**DATASET RECORDS**:
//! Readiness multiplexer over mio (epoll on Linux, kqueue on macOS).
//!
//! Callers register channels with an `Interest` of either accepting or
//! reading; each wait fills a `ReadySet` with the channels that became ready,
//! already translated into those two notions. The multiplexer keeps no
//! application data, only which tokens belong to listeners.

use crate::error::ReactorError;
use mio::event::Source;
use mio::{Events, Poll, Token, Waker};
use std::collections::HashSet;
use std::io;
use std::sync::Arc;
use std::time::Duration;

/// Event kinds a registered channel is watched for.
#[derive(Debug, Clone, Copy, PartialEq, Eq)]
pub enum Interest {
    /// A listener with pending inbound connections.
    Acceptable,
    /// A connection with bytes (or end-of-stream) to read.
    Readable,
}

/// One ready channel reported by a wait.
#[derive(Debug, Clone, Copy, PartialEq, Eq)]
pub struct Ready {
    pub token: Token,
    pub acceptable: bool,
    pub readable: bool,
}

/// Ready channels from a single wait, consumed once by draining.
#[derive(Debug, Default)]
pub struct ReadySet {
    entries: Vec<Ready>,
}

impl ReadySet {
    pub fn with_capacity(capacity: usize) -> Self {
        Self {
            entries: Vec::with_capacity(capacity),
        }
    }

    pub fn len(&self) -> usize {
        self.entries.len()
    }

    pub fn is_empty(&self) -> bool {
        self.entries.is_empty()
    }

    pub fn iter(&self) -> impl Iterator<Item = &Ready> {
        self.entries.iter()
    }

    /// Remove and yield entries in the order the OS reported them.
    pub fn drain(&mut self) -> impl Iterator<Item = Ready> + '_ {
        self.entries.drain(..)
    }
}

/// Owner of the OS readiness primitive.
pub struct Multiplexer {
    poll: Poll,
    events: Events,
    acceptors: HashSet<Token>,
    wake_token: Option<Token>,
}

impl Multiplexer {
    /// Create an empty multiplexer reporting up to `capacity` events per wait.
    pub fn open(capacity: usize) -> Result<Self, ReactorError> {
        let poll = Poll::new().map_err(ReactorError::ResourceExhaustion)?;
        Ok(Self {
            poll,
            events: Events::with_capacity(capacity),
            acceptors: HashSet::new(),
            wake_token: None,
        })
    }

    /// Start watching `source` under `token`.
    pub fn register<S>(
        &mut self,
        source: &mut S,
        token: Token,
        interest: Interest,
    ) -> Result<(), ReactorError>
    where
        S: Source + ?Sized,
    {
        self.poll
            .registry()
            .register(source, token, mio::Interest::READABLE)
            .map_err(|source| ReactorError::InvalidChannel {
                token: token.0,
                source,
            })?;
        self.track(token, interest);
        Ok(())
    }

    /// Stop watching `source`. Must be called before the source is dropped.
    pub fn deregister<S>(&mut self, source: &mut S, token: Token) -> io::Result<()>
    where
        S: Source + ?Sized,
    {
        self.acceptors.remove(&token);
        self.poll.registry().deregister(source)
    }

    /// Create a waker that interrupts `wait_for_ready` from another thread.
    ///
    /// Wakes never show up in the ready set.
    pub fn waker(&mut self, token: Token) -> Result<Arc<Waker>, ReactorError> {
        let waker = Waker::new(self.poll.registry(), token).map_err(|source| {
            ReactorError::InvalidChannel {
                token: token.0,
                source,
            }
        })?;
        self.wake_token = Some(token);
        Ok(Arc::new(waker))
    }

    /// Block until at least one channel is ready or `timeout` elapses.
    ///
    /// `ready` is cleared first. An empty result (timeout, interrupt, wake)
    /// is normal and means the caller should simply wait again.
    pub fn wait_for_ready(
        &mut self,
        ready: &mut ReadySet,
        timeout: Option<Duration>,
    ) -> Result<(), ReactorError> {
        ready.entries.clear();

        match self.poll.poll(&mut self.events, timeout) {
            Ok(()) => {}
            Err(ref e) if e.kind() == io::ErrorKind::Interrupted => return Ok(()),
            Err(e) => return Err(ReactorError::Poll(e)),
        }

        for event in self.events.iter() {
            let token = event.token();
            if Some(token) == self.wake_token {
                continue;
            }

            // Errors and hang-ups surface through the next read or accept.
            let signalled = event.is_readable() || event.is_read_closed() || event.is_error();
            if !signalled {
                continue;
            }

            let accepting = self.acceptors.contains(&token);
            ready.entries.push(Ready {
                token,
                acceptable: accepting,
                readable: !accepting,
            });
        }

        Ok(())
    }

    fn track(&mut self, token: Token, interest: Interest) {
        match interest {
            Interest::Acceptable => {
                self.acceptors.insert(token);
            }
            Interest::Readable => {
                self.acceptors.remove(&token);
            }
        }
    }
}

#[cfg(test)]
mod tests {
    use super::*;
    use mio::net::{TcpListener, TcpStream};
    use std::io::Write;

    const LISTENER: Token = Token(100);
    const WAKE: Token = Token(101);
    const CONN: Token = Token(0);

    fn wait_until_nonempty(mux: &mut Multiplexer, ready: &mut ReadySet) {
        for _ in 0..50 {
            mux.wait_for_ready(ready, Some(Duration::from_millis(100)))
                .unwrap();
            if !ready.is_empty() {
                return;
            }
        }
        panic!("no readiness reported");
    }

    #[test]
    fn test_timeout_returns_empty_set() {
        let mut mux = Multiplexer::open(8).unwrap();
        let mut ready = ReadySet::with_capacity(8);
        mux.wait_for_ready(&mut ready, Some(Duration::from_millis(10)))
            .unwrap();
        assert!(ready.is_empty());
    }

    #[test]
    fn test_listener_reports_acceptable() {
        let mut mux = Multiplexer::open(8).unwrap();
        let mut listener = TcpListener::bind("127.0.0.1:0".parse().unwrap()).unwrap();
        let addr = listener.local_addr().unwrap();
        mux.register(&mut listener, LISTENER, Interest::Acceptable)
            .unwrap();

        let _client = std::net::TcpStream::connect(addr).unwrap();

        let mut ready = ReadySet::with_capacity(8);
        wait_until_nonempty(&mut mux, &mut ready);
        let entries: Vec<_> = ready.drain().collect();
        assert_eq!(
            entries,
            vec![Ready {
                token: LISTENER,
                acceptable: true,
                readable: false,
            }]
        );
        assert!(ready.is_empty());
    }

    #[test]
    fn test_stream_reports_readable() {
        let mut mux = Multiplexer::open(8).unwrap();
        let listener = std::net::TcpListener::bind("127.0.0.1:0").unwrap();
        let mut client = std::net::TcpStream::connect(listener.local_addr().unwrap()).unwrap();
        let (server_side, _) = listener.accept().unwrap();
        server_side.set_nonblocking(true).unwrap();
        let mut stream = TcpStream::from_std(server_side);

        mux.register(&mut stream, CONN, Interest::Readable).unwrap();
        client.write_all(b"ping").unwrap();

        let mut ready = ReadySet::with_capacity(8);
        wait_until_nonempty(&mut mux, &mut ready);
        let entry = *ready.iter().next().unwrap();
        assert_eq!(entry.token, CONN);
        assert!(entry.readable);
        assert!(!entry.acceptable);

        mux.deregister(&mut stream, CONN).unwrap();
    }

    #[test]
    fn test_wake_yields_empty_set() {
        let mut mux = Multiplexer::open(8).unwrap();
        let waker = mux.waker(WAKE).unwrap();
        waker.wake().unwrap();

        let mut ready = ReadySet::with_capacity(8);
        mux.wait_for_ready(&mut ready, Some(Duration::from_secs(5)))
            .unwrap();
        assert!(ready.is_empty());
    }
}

**EXERCISE DIRECTIONS**: Could you restate word for word the lines above, from the one that contains "either accepting or" through the one that contains "reported by a wait.", and no others?

**OUTPUT FOR THIS EXERCISE**:
//! Callers register channels with an `Interest` of either accepting or
//! reading; each wait fills a `ReadySet` with the channels that became ready,
//! already translated into those two notions. The multiplexer keeps no
//! application data, only which tokens belong to listeners.

use crate::error::ReactorError;
use mio::event::Source;
use mio::{Events, Poll, Token, Waker};
use std::collections::HashSet;
use std::io;
use std::sync::Arc;
use std::time::Duration;

/// Event kinds a registered channel is watched for.
#[derive(Debug, Clone, Copy, PartialEq, Eq)]
pub enum Interest {
    /// A listener with pending inbound connections.
    Acceptable,
    /// A connection with bytes (or end-of-stream) to read.
    Readable,
}

/// One ready channel reported by a wait.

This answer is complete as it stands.